Edgar Morin, un enfant de Ménilmontant
Edgar Morin, un enfant de Ménilmontant
Les hauteurs de Belleville conservent en bonne santé si l’on en croit Edgar Morin, né le 8 juillet 1921 et donc âgé aujourd’hui de plus de 101 ans.
Ce qui n’empêche pas ce sociologue, ce chercheur populaire particulièrement sollicité par la presse, d’accepter très régulièrement les invitations des différents médias généralistes et spécialisés. Et tout dernièrement encore sur France Inter où il aborde en passant -et en toute simplicité- sa vie d’aujourd’hui.

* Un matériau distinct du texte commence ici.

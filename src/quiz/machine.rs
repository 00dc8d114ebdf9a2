// src/quiz/machine.rs

use std::collections::HashMap;
use std::fmt;
use std::sync::Arc;

use crate::models::question::Question;
use crate::models::session::{Answer, QuizResult};
use crate::quiz::bank::QuestionBank;

#[derive(Debug, Clone, Copy, PartialEq, Eq)]
pub enum MachineState {
    NotStarted,
    InProgress { index: usize },
    Finished,
}

/// Rejected transitions. These are interface guards, not failures: the
/// machine never corrupts its state on bad input.
#[derive(Debug, PartialEq, Eq)]
pub enum MachineError {
    EmptyBank,
    AlreadyStarted,
    NotInProgress,
    InvalidOption,
}

impl fmt::Display for MachineError {
    fn fmt(&self, f: &mut fmt::Formatter<'_>) -> fmt::Result {
        match self {
            MachineError::EmptyBank => write!(f, "question bank is empty"),
            MachineError::AlreadyStarted => write!(f, "quiz is already in progress"),
            MachineError::NotInProgress => write!(f, "quiz is not in progress"),
            MachineError::InvalidOption => write!(f, "selected option does not exist"),
        }
    }
}

impl std::error::Error for MachineError {}

/// Outcome of recording an answer, echoed back so the client can render
/// the explanation panel.
#[derive(Debug)]
pub struct SelectOutcome {
    pub is_correct: bool,
    pub correct_option_index: usize,
    pub explanation: String,
}

#[derive(Debug)]
pub enum AdvanceOutcome {
    Next { index: usize },
    Finished(QuizResult),
}

/// Drives one user through the fixed question set.
///
/// Pure state: callers supply wall-clock timestamps, and all I/O (timers,
/// persistence) lives outside. `NotStarted → InProgress → Finished`, with
/// `reset` as the only way back out of `Finished`.
pub struct QuizMachine {
    bank: Arc<QuestionBank>,
    state: MachineState,
    answers: HashMap<i64, Answer>,
    /// Transient UI selection for the current question; cleared on advance.
    current_selection: Option<usize>,
    started_at_ms: i64,
    question_shown_at_ms: i64,
    result: Option<QuizResult>,
}

impl QuizMachine {
    pub fn new(bank: Arc<QuestionBank>) -> Self {
        Self {
            bank,
            state: MachineState::NotStarted,
            answers: HashMap::new(),
            current_selection: None,
            started_at_ms: 0,
            question_shown_at_ms: 0,
            result: None,
        }
    }

    pub fn state(&self) -> MachineState {
        self.state
    }

    pub fn is_in_progress(&self) -> bool {
        matches!(self.state, MachineState::InProgress { .. })
    }

    pub fn total_questions(&self) -> usize {
        self.bank.len()
    }

    pub fn started_at_ms(&self) -> i64 {
        self.started_at_ms
    }

    pub fn current_question(&self) -> Option<&Question> {
        match self.state {
            MachineState::InProgress { index } => self.bank.get(index),
            _ => None,
        }
    }

    /// Whether the current question already has a recorded answer.
    pub fn current_answered(&self) -> bool {
        self.current_question()
            .map(|q| self.answers.contains_key(&q.id))
            .unwrap_or(false)
    }

    /// The option picked for the current question, for UI restore on
    /// reload. Cleared on advance.
    pub fn current_selection(&self) -> Option<usize> {
        self.current_selection
    }

    /// `Some` once the machine has finished, until the next `start`/`reset`.
    pub fn result(&self) -> Option<&QuizResult> {
        self.result.as_ref()
    }

    /// Starts a fresh run on question 0. Valid from `NotStarted` or
    /// `Finished`; an empty bank is rejected rather than crashing later.
    pub fn start(&mut self, now_ms: i64) -> Result<&Question, MachineError> {
        if self.is_in_progress() {
            return Err(MachineError::AlreadyStarted);
        }
        if self.bank.is_empty() {
            return Err(MachineError::EmptyBank);
        }
        self.answers.clear();
        self.result = None;
        self.current_selection = None;
        self.started_at_ms = now_ms;
        self.question_shown_at_ms = now_ms;
        self.state = MachineState::InProgress { index: 0 };
        match self.bank.get(0) {
            Some(q) => Ok(q),
            None => Err(MachineError::EmptyBank),
        }
    }

    /// Records (or overwrites) the answer for the current question. Does
    /// not advance; the caller cancels the countdown and the user moves on
    /// explicitly once they have read the explanation.
    pub fn select_answer(
        &mut self,
        option_index: usize,
        now_ms: i64,
    ) -> Result<SelectOutcome, MachineError> {
        let index = match self.state {
            MachineState::InProgress { index } => index,
            _ => return Err(MachineError::NotInProgress),
        };
        let bank = Arc::clone(&self.bank);
        let question = bank.get(index).ok_or(MachineError::NotInProgress)?;
        if option_index >= question.options.len() {
            return Err(MachineError::InvalidOption);
        }
        let is_correct = option_index == question.correct_option_index;
        self.answers.insert(
            question.id,
            Answer {
                question_id: question.id,
                selected_option_index: Some(option_index),
                is_correct,
                time_spent_seconds: self.elapsed_seconds(now_ms),
                answered_at_epoch_ms: now_ms,
            },
        );
        self.current_selection = Some(option_index);
        Ok(SelectOutcome {
            is_correct,
            correct_option_index: question.correct_option_index,
            explanation: question.explanation.clone(),
        })
    }

    /// Moves to the next question or finishes the run.
    ///
    /// With `skip` the current question's recorded answer (if any) is
    /// discarded and the question counts toward neither correct nor wrong.
    /// Otherwise the elapsed wall-clock time is stamped onto the retained
    /// answer. Finishing builds the result exactly once per `start`.
    pub fn advance(&mut self, skip: bool, now_ms: i64) -> Result<AdvanceOutcome, MachineError> {
        let index = match self.state {
            MachineState::InProgress { index } => index,
            _ => return Err(MachineError::NotInProgress),
        };
        let bank = Arc::clone(&self.bank);
        let question = bank.get(index).ok_or(MachineError::NotInProgress)?;
        let elapsed = self.elapsed_seconds(now_ms);
        if skip {
            self.answers.remove(&question.id);
        } else if let Some(answer) = self.answers.get_mut(&question.id) {
            answer.time_spent_seconds = elapsed;
        }
        self.current_selection = None;
        if index + 1 == self.bank.len() {
            self.state = MachineState::Finished;
            let result = self.build_result();
            self.result = Some(result.clone());
            Ok(AdvanceOutcome::Finished(result))
        } else {
            self.state = MachineState::InProgress { index: index + 1 };
            self.question_shown_at_ms = now_ms;
            Ok(AdvanceOutcome::Next { index: index + 1 })
        }
    }

    /// Countdown expiry: records an implicit skip when the question is
    /// still unanswered, then advances with whatever answer is on record.
    /// One of the two, never both, never neither.
    ///
    /// Returns `None` when the session is not in progress (stale fire).
    pub fn expire(&mut self, now_ms: i64) -> Option<AdvanceOutcome> {
        let index = match self.state {
            MachineState::InProgress { index } => index,
            _ => return None,
        };
        let bank = Arc::clone(&self.bank);
        let question = bank.get(index)?;
        if !self.answers.contains_key(&question.id) {
            self.answers.insert(
                question.id,
                Answer {
                    question_id: question.id,
                    selected_option_index: None,
                    is_correct: false,
                    time_spent_seconds: self.elapsed_seconds(now_ms),
                    answered_at_epoch_ms: now_ms,
                },
            );
        }
        self.advance(false, now_ms).ok()
    }

    /// Returns to `NotStarted`, dropping all recorded state.
    pub fn reset(&mut self) {
        self.state = MachineState::NotStarted;
        self.answers.clear();
        self.current_selection = None;
        self.result = None;
    }

    fn elapsed_seconds(&self, now_ms: i64) -> i64 {
        (now_ms - self.question_shown_at_ms).max(0) / 1000
    }

    fn build_result(&self) -> QuizResult {
        let answers: Vec<Answer> = self
            .bank
            .questions()
            .iter()
            .filter_map(|q| self.answers.get(&q.id).cloned())
            .collect();
        let correct_count = answers.iter().filter(|a| a.is_correct).count();
        let wrong_count = answers.len() - correct_count;
        let total_questions = self.bank.len();
        let total_time: i64 = answers.iter().map(|a| a.time_spent_seconds).sum();
        let average = if answers.is_empty() {
            0.0
        } else {
            total_time as f64 / answers.len() as f64
        };
        let score_percent = if total_questions == 0 {
            0.0
        } else {
            100.0 * correct_count as f64 / total_questions as f64
        };
        QuizResult {
            total_questions,
            correct_count,
            wrong_count,
            score_percent,
            answers,
            total_time_spent_seconds: total_time,
            average_time_spent_seconds: average,
        }
    }
}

Et quand il parle de vivre, il sait de quoi il parle :
« Vivre est une navigation dans un océan d’incertitudes
avec quelques îlots de certitudes
pour s’orienter et se ravitailler. »
Retour rapide sur sa jeunesse, son passé militant et son apport intellectuel
La jeunesse d’ Edgar Morin
Ses parents, originaires de familles commerçantes juives de Salonique, venus en France au début des années 1910, s’étaient installés à Ménilmontant où vivait une importante communauté juive. Son père (Vidal Nahoum) tenait un commerce de bonneterie en gros.
Edgar Morin n’a reçu aucune éducation religieuse mais vivait au milieu d’une communauté de juifs saloniciens. Il se qualifie « d’incroyant radical ». En 1931, l’enfance d’Edgar Morin a été profondément bouleversée par la mort prématurée de sa mère. Après cette disparition brutale, il sera élevé par son père.
Il passe toute sa jeunesse à Ménilmontant ; dans une interview à France Inter le 14 juillet 2022, il nous raconte un 14 juillet à Ménilmontant :
« J’ai tout d’abord pensé au 14 juillet de ma jeunesse avant-guerre. Le 14 juillet, lors de l’avant-guerre, c’était une grande fête populaire, il y avait partout, dans tous les quartiers, des bals, notamment dans mon quartier Ménilmontant, et des drapeaux français à toutes les fenêtres. C’était la grande fête de l’année, Peut-être que cette fête a diminué en qualité populaire…
Pour moi le 14 juillet ce n’est pas seulement le 14 juillet 1789 mais c’est le 14 juillet 1790, la grande fête de la Fédération où les délégués de toutes les provinces de France ont voulu dire nous voulons faire partie de la grande union…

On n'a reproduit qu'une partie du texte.